I’m working on a book of writing prompts that will combine a writing journal, prompts, and illustrations to color. My idea is to have a workbook that has a reasonable amount of prompts and enough ruled pages so that there is space to write out the exercises. It won’t be a giant book of a zillion prompts, and partly that’s because I want the journal to be saddle-stitched so it’s easier to use, and that limits the size the book can be. Sometimes perfect-bound books (think of a regular paperback novel with a spine) won’t open flat and they’re difficult to write in.

The art will be line illustrations for coloring. Sometimes the writing process isn’t always linear, and having something on the page that you can play with could be enough to jump-start your creativity, or it could just be fun. I’m aiming to get the first book out this summer, with the theme of “beach edition,” and I hope to make the project into a series, which I’m calling Writer’s Catalyst.

Thursday Writing Prompt No. 145

We’ve had some record rainfalls in the Maryland area and some nasty flooding. While there have been jokes about building an arc or buying a boat, the floods have had devastating effects on some areas, such as Ellicott City, Maryland.
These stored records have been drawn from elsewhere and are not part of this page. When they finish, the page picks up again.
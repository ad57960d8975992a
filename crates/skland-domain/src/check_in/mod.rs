mod api;
mod handler;
mod response;
mod rewards;


pub use api::{
    ArknightsAttendance, AttendanceRequest, EndfieldAttendance, SklandApi, ENDFIELD_GAME_ID,
};
pub use handler::CheckinHandler;
pub use response::{
    parse_checkin_response, AttendanceResponse, CheckinVerdict, ALREADY_CHECKED_IN,
    MISSING_ROLE_PARAMS, UNKNOWN_ERROR,
};
pub use rewards::{
    arknights_reward_text, endfield_reward_text, NO_REWARD_INFO, UNRECOGNIZED_REWARDS,
};
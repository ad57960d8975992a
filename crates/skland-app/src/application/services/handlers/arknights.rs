use async_trait::async_trait;
use std::sync::Arc;

use skland_domain::account::Credential;
use skland_domain::check_in::{
    arknights_reward_text, parse_checkin_response, ArknightsAttendance, AttendanceRequest,
    CheckinHandler, CheckinVerdict, SklandApi,
};
use skland_domain::game::{Game, Role};
use skland_domain::report::build_line;
use skland_domain::DomainError;

pub struct ArknightsHandler {
    api: Arc<dyn SklandApi>,
}

impl ArknightsHandler {
    pub fn new(api: Arc<dyn SklandApi>) -> Self {
        Self { api }
    }
}

#[async_trait]
impl CheckinHandler for ArknightsHandler {
    fn game(&self) -> Game {
        Game::Arknights
    }

    async fn handle(&self, credential: &Credential, role: &Role) -> Result<String, DomainError> {
        let Role::Arknights(binding) = role else {
            return Err(DomainError::InvalidInput(format!(
                "{} role passed to arknights handler",
                role.game()
            )));
        };

        let request = AttendanceRequest::Arknights(ArknightsAttendance {
            uid: binding.uid.clone(),
            game_id: binding.channel_master_id.clone(),
        });
        let resp = self
            .api
            .attendance(credential, Game::Arknights, &request)
            .await?;

        let result = match parse_checkin_response(&resp) {
            CheckinVerdict::Ok => arknights_reward_text(resp.data.as_ref()),
            CheckinVerdict::Failed(message) => message,
        };

        Ok(build_line(
            Game::Arknights.name(),
            role.display_name(),
            role.channel(),
            &result,
        ))
    }
}
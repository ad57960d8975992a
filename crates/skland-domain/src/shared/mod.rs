/// Error codes for structured error handling
#[derive(Debug, Clone, Copy, PartialEq, Eq)]
pub enum ErrorCode {
    // Configuration (1xxx)
    MissingTokens = 1001,

    // Authentication (2xxx)
    AuthFailed = 2001,

    // Roles (3xxx)
    RoleFetchFailed = 3001,

    // Data (4xxx)
    DeserializationError = 4001,

    // Infrastructure (5xxx)
    NetworkError = 5001,
    NotificationError = 5002,

    // Validation (6xxx)
    InvalidInput = 6001,
}

impl ErrorCode {
    /// Get error code as integer
    pub fn code(&self) -> u16 {
        *self as u16
    }

    /// Get error severity
    pub fn severity(&self) -> ErrorSeverity {
        match self {
            ErrorCode::MissingTokens => ErrorSeverity::Critical,

            ErrorCode::AuthFailed
            | ErrorCode::DeserializationError
            | ErrorCode::NotificationError => ErrorSeverity::Error,

            ErrorCode::RoleFetchFailed | ErrorCode::NetworkError => ErrorSeverity::Warning,

            ErrorCode::InvalidInput => ErrorSeverity::Info,
        }
    }

    /// Check if error is recoverable on a later run
    pub fn is_recoverable(&self) -> bool {
        matches!(self, ErrorCode::NetworkError | ErrorCode::RoleFetchFailed)
    }
}

/// Error severity levels
#[derive(Debug, Clone, Copy, PartialEq, Eq)]
pub enum ErrorSeverity {
    Info,
    Warning,
    Error,
    Critical,
}

#[derive(Debug, thiserror::Error)]
pub enum DomainError {
    #[error("Configuration error: {0}")]
    Config(String),

    #[error("Authentication error: {0}")]
    Auth(String),

    #[error("Role error: {0}")]
    Role(String),

    #[error("Network error: {0}")]
    Network(String),

    #[error("Deserialization error: {0}")]
    Deserialization(String),

    #[error("Notification error: {0}")]
    Notification(String),

    #[error("Invalid input: {0}")]
    InvalidInput(String),
}

impl DomainError {
    /// Get error code
    pub fn code(&self) -> ErrorCode {
        match self {
            DomainError::Config(_) => ErrorCode::MissingTokens,
            DomainError::Auth(_) => ErrorCode::AuthFailed,
            DomainError::Role(_) => ErrorCode::RoleFetchFailed,
            DomainError::Network(_) => ErrorCode::NetworkError,
            DomainError::Deserialization(_) => ErrorCode::DeserializationError,
            DomainError::Notification(_) => ErrorCode::NotificationError,
            DomainError::InvalidInput(_) => ErrorCode::InvalidInput,
        }
    }

    /// Get the bare error message, without the variant prefix
    pub fn message(&self) -> &str {
        match self {
            DomainError::Config(msg)
            | DomainError::Auth(msg)
            | DomainError::Role(msg)
            | DomainError::Network(msg)
            | DomainError::Deserialization(msg)
            | DomainError::Notification(msg)
            | DomainError::InvalidInput(msg) => msg,
        }
    }

    /// Get error severity
    pub fn severity(&self) -> ErrorSeverity {
        self.code().severity()
    }

    /// Check if error is recoverable
    pub fn is_recoverable(&self) -> bool {
        self.code().is_recoverable()
    }

    /// Format error with code
    pub fn format_with_code(&self) -> String {
        format!("[{}] {}", self.code().code(), self)
    }
}
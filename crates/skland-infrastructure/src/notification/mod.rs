mod dingtalk;
mod dispatcher;
mod feishu;
mod sender_factory;

pub use dingtalk::DingTalkWebhookSender;
pub use dispatcher::{collapse_whitespace, NotificationDispatcher};
pub use feishu::FeishuWebhookSender;
pub use sender_factory::create_senders;

/// Message sent by `--test-notify`
pub const TEST_TITLE: &str = "森空岛签到测试通知";
pub const TEST_CONTENT: &str = "收到这条消息说明通知渠道配置正确";
use async_trait::async_trait;
use serde::Serialize;

use super::AttendanceResponse;
use crate::account::{Credential, GrantCode};
use crate::game::{BindingGroup, Game};
use crate::shared::DomainError;

/// `gameId` the Endfield attendance endpoint expects
pub const ENDFIELD_GAME_ID: u32 = 3;

#[derive(Debug, Clone, PartialEq, Eq, Serialize)]
#[serde(rename_all = "camelCase")]
pub struct ArknightsAttendance {
    pub uid: Option<String>,
    pub game_id: Option<String>,
}

#[derive(Debug, Clone, PartialEq, Eq, Serialize)]
#[serde(rename_all = "camelCase")]
pub struct EndfieldAttendance {
    pub uid: Option<String>,
    pub game_id: u32,
    pub role_id: String,
    pub server_id: String,
}

/// JSON body of an attendance request
#[derive(Debug, Clone, PartialEq, Eq, Serialize)]
#[serde(untagged)]
pub enum AttendanceRequest {
    Arknights(ArknightsAttendance),
    Endfield(EndfieldAttendance),
}

/// Port to the Skland / Hypergryph HTTP API
///
/// Implementations sign every request that carries a credential. Non-zero
/// status codes of the handshake and binding calls surface as
/// `DomainError::Auth` / `DomainError::Role`; the attendance response is
/// returned as-is so callers can interpret it.
#[async_trait]
pub trait SklandApi: Send + Sync {
    /// Exchange a login token for a grant code
    async fn grant_code(&self, token: &str) -> Result<GrantCode, DomainError>;

    /// Exchange a grant code for a session credential
    async fn credential(&self, grant_code: &GrantCode) -> Result<Credential, DomainError>;

    /// Fetch every game binding group of the account
    async fn bindings(&self, credential: &Credential) -> Result<Vec<BindingGroup>, DomainError>;

    /// Claim the daily attendance reward for one role
    async fn attendance(
        &self,
        credential: &Credential,
        game: Game,
        request: &AttendanceRequest,
    ) -> Result<AttendanceResponse, DomainError>;
}
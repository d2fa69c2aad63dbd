//! Pre-built mock filesystem scenarios for testing.
//!
//! These scenarios provide realistic `/proc` states of a host running
//! Airflow workers.

use super::filesystem::MockFs;

/// `airflow run ... --raw` leaf process of `my_dag.extract_op`.
pub const RAW_TASK_PID: u32 = 4101;
/// Supervising `airflow run ... --local` parent of [`RAW_TASK_PID`].
pub const SUPERVISOR_PID: u32 = 4100;
/// `--raw` leaf process whose task name already embeds the DAG name.
pub const EMBEDDED_TASK_PID: u32 = 4201;
/// `--raw` process whose arguments do not follow the expected layout.
pub const MALFORMED_TASK_PID: u32 = 4301;

const SMAPS_TWO_REGIONS: &str = "\
55d0c0a00000-55d0c0a21000 r--p 00000000 08:01 1234 /usr/bin/python3.11
Size:                132 kB
Rss:                 128 kB
Pss:                  64 kB
Shared_Clean:         64 kB
Shared_Dirty:          0 kB
Private_Clean:        40 kB
Private_Dirty:        24 kB
Swap:                  8 kB
VmFlags: rd mr mw me dw sd
7ffd5a1f0000-7ffd5a211000 rw-p 00000000 00:00 0 [stack]
Rss:                  12 kB
Pss:                  12 kB
Private_Dirty:        12 kB
Swap:                  4 kB
";

const SMAPS_ONE_REGION: &str = "\
5612a0000000-5612a0100000 r-xp 00000000 08:01 99 /usr/bin/python3.11
Rss:                 512 kB
Pss:                 256 kB
Shared_Clean:        256 kB
Private_Clean:       128 kB
Private_Dirty:       128 kB
Swap:                  0 kB
";

/// Builds a `/proc/[pid]/stat` line with the given CPU accounting.
pub fn stat_line(pid: u32, comm: &str, utime: u64, stime: u64, starttime: u64) -> String {
    format!(
        "{pid} ({comm}) S 1 {pid} {pid} 0 -1 4194304 100 0 0 0 {utime} {stime} 0 0 20 0 1 0 {starttime} 245760000 12000 18446744073709551615 0 0 0 0 0 0 0 0 0 0 0 0 17 0 0 0 0 0 0"
    )
}

impl MockFs {
    /// A worker host: init, a kernel thread, the scheduler, and three task
    /// runners (one supervisor/raw pair, one embedded-name task, one
    /// malformed command line).
    pub fn airflow_worker() -> Self {
        let mut fs = Self::new();

        fs.add_file("/proc/uptime", "2000.00 7000.00\n");

        fs.add_process(
            1,
            "/sbin/init\0splash\0",
            "42000 3000 2000 300 0 1000 0\n",
            &stat_line(1, "systemd", 500, 900, 1),
            "",
        );

        // Kernel threads have an empty cmdline.
        fs.add_process(2, "", "0 0 0 0 0 0 0\n", &stat_line(2, "kthreadd", 0, 10, 1), "");

        fs.add_process(
            300,
            "/usr/bin/python3\0/usr/local/bin/airflow\0scheduler\0",
            "90000 25000 4000 700 0 40000 0\n",
            &stat_line(300, "airflow", 90000, 12000, 5000),
            SMAPS_ONE_REGION,
        );

        fs.add_process(
            SUPERVISOR_PID,
            "/usr/bin/python3\0/usr/local/bin/airflow\0run\0my_dag\0extract_op\02024-01-02T03:04:05\0--local\0-sd\0DAGS_FOLDER/my_dag.py\0",
            "50000 10000 3000 700 0 15000 0\n",
            &stat_line(SUPERVISOR_PID, "airflow", 200, 50, 99000),
            SMAPS_ONE_REGION,
        );

        fs.add_process(
            RAW_TASK_PID,
            "/usr/bin/python3\0/usr/local/bin/airflow\0run\0my_dag\0extract_op\02024-01-02T03:04:05\0--job_id\07\0--raw\0-sd\0DAGS_FOLDER/my_dag.py\0",
            "60000 12000 3000 700 0 20000 0\n",
            &stat_line(RAW_TASK_PID, "airflow", 1500, 300, 100000),
            SMAPS_TWO_REGIONS,
        );

        fs.add_process(
            EMBEDDED_TASK_PID,
            "/usr/bin/python3\0/usr/local/bin/airflow\0run\0my_dag\0my_dag_extract\02024-01-02T03:04:05\0--job_id\08\0--raw\0-sd\0DAGS_FOLDER/my_dag.py\0",
            "55000 11000 3000 700 0 18000 0\n",
            &stat_line(EMBEDDED_TASK_PID, "airflow", 400, 100, 150000),
            SMAPS_ONE_REGION,
        );

        fs.add_process(
            MALFORMED_TASK_PID,
            "/usr/bin/python3\0/usr/local/bin/airflow\0run\0broken-dag\0load\0yesterday\0--raw\0-sd\0DAGS_FOLDER/broken.py\0",
            "30000 5000 1000 700 0 9000 0\n",
            &stat_line(MALFORMED_TASK_PID, "airflow", 100, 100, 180000),
            SMAPS_ONE_REGION,
        );

        fs
    }

    /// A host with a single raw task runner whose `stat` and `smaps` are
    /// unreadable (e.g. restricted by hidepid / ptrace policy).
    pub fn partial_failure() -> Self {
        let mut fs = Self::new();

        fs.add_file("/proc/uptime", "500.00 1000.00\n");
        fs.add_process(
            RAW_TASK_PID,
            "airflow\0run\0my_dag\0extract_op\02024-01-02T03:04:05\0--raw\0-sd\0x.py\0",
            "60000 12000 3000 700 0 20000 0\n",
            "",
            "",
        );

        fs
    }

    /// A host with no task runners at all.
    pub fn idle_host() -> Self {
        let mut fs = Self::new();

        fs.add_file("/proc/uptime", "100.00 200.00\n");
        fs.add_process(
            1,
            "/sbin/init\0",
            "42000 3000 2000 300 0 1000 0\n",
            &stat_line(1, "systemd", 500, 900, 1),
            "",
        );

        fs
    }
}

#[cfg(test)]
mod tests {
    use super::*;
    use crate::collector::procfs::parser::parse_proc_stat;

    #[test]
    fn test_stat_line_round_trips_cpu_fields() {
        let stat = parse_proc_stat(&stat_line(77, "airflow", 12, 34, 5678)).unwrap();
        assert_eq!(stat.pid, 77);
        assert_eq!(stat.utime, 12);
        assert_eq!(stat.stime, 34);
        assert_eq!(stat.starttime, 5678);
    }
}
//! HTTP request handlers: scrape endpoint, health check, landing page.

use axum::Router;
use axum::extract::State;
use axum::http::{StatusCode, header};
use axum::response::{Html, IntoResponse, Response};
use axum::routing::get;
use tracing::error;

use crate::state::AppState;

pub(crate) fn router(state: AppState) -> Router {
    Router::new()
        .route(&state.telemetry_path, get(handle_metrics))
        .route("/health", get(handle_health))
        .route("/", get(handle_index))
        .with_state(state)
}

pub(crate) async fn handle_metrics(State(state): State<AppState>) -> Response {
    match state.metrics.render() {
        Ok(body) => (
            [(header::CONTENT_TYPE, state.metrics.content_type())],
            body,
        )
            .into_response(),
        Err(e) => {
            error!(error = %e, "failed to encode metrics");
            (StatusCode::INTERNAL_SERVER_ERROR, "failed to encode metrics").into_response()
        }
    }
}

pub(crate) async fn handle_health() -> &'static str {
    "ok"
}

pub(crate) async fn handle_index(State(state): State<AppState>) -> Html<String> {
    Html(format!(
        "<html>\
<head><title>Airflow Exporter</title></head>\
<body><h1>Airflow Exporter</h1><p><a href=\"{path}\">Metrics</a></p></body>\
</html>",
        path = state.telemetry_path
    ))
}
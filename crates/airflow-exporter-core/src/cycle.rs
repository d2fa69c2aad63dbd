//! One sampling pass: enumerate, sample, publish.
//!
//! Scheduling (the sleep between passes) belongs to the caller; see the
//! exporter binary's tick loop.

use std::sync::Arc;
use std::time::{Duration, Instant};

use tracing::{debug, warn};

use crate::collector::{Collector, FileSystem};
use crate::labels::display_name;
use crate::metrics::MetricSet;

/// Outcome of a single pass.
#[derive(Debug, Clone, Default, PartialEq)]
pub struct CycleReport {
    /// Number of task-runner processes published.
    pub published: usize,
    /// Task runners published with a blank identity.
    pub unparsed: usize,
    /// Processes found under the proc root.
    pub scanned: usize,
    /// Live processes skipped because their command line was unreadable.
    pub unreadable: usize,
    /// `false` when the process table could not be listed.
    pub enumerated: bool,
    pub duration: Duration,
}

/// Owns the collector and writes into the shared metric set.
pub struct SamplingCycle<F: FileSystem> {
    collector: Collector<F>,
    metrics: Arc<MetricSet>,
}

impl<F: FileSystem> SamplingCycle<F> {
    pub fn new(collector: Collector<F>, metrics: Arc<MetricSet>) -> Self {
        Self { collector, metrics }
    }

    /// Runs one pass and republishes the metric set.
    ///
    /// A failure to list processes is logged and published as an empty
    /// cycle, so series of the previous cycle do not linger.
    pub fn run_once(&mut self) -> CycleReport {
        let start = Instant::now();

        let (processes, enumerated) = match self.collector.collect() {
            Ok(processes) => (processes, true),
            Err(e) => {
                warn!(error = %e, "failed to enumerate processes");
                (Vec::new(), false)
            }
        };

        for process in &processes {
            debug!(
                pid = process.pid,
                name = %display_name(&process.identity),
                rss = process.usage.mem_rss,
                cpu_percent = process.usage.cpu_percent,
                "task runner"
            );
        }

        self.metrics.publish(&processes);

        let stats = self.collector.last_stats().cloned().unwrap_or_default();
        CycleReport {
            published: processes.len(),
            unparsed: stats.unparsed,
            scanned: stats.scanned,
            unreadable: stats.unreadable,
            enumerated,
            duration: start.elapsed(),
        }
    }
}
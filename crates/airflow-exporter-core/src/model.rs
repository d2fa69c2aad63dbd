//! Per-cycle sample records.

/// Identity of a task-runner process, extracted from its command line.
///
/// All fields are blank when the process carried the task-runner markers but
/// its command line did not match the `run <dag> <task> <date>` layout.
#[derive(Debug, Clone, Default, PartialEq, Eq, Hash)]
pub struct TaskIdentity {
    pub workflow_id: String,
    pub task_id: String,
    /// Execution date as written on the command line (`YYYY-MM-DDTHH:MM:SS`).
    pub execution_date: String,
}

impl TaskIdentity {
    pub fn is_blank(&self) -> bool {
        self.workflow_id.is_empty() && self.task_id.is_empty() && self.execution_date.is_empty()
    }
}

/// Resource readings for one process.
///
/// Memory figures are in bytes, CPU times in seconds. A reading whose source
/// could not be read is left at zero.
#[derive(Debug, Clone, Default, PartialEq)]
pub struct ResourceUsage {
    pub mem_rss: f64,
    pub mem_vms: f64,
    pub mem_shared: f64,
    pub mem_text: f64,
    pub mem_data: f64,
    pub mem_lib: f64,
    pub mem_uss: f64,
    pub mem_pss: f64,
    pub mem_swap: f64,
    pub cpu_user: f64,
    pub cpu_system: f64,
    pub cpu_percent: f64,
}

/// One matched task-runner process, sampled during a single cycle.
#[derive(Debug, Clone, PartialEq)]
pub struct TaskProcess {
    pub pid: u32,
    pub identity: TaskIdentity,
    pub usage: ResourceUsage,
}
I don’t want to make light of a serious situation, but the constant rain and overcast skies are taking their toll in more ways than one. And so for today’s Thursday Writing Prompt your topic will be rain. (Surprise!) And to mix things up even more, I’m asking you to write a short poem about rain. Even if you never write poetry, do the exercise and see what you come up with. It doesn’t have to be an award-winning verse, just write whatever comes into your head.

One way to approach poetry is to pick up a pen and paper rather than use a computer or tablet or phone. I find that doing things old-school tends to slow me down, but for writing poetry that’s just the mindset you want to cultivate. Typing fast is great when I’m on a roll with a story or novel, but sometimes it’s just better to take the extra time for musing.

 

Thursday Writing Prompt No. 143

“Sienna City,” one of my digital paintings.

It’s been some time since I’ve had the energy to sit down and write a blog post. Work has been tremendously busy and at the end of the day I find myself just staring at the TV or playing Guild Wars 2 or Random Mahjong and telling myself that tomorrow I’ll do some writing. Since I work full time as a copy editor I pretty much read all day and that type of work is intense; editing requires that I make a lot of decisions (you might not believe the angst that hyphens can cause for editors) and by the time five o’clock rolls around I’m mentally spent. At that point I chuck any unused hyphens in the recycle bin and shut down my office connection.

So, last week I was avoiding writing my zombie short story for Corrugated Sky’s upcoming third anthology by looking at the digital tools over at Creative Market. I picked up a set of Photoshop brushes called Cityscape. I spent some time “doodling” until I came up with a nice composition, and then combined my newly minted city with effects from Topaz Studio to create “Sienna City.” Art and photography are cross training for writing, since they are all creative endeavors, right? I mean, at some point you have to do something other than write, or else what can you write about?

So, what’s a city without people? For this week’s Thursday Writing Prompt, you get to describe Sienna City and its population. In 350 words, write a travel guide entry for tourists that will compel them to pack their bags and head to town. Think about the kinds of things you want to know about a place before you visit, but mostly, think about what is so compelling about Sienna City that people want to go there. Are the restaurants world-famous? Is there a special landmark or museum? Is it a shopping destination? Or does the city hold some special festival each year that pulls in tourists by the busloads?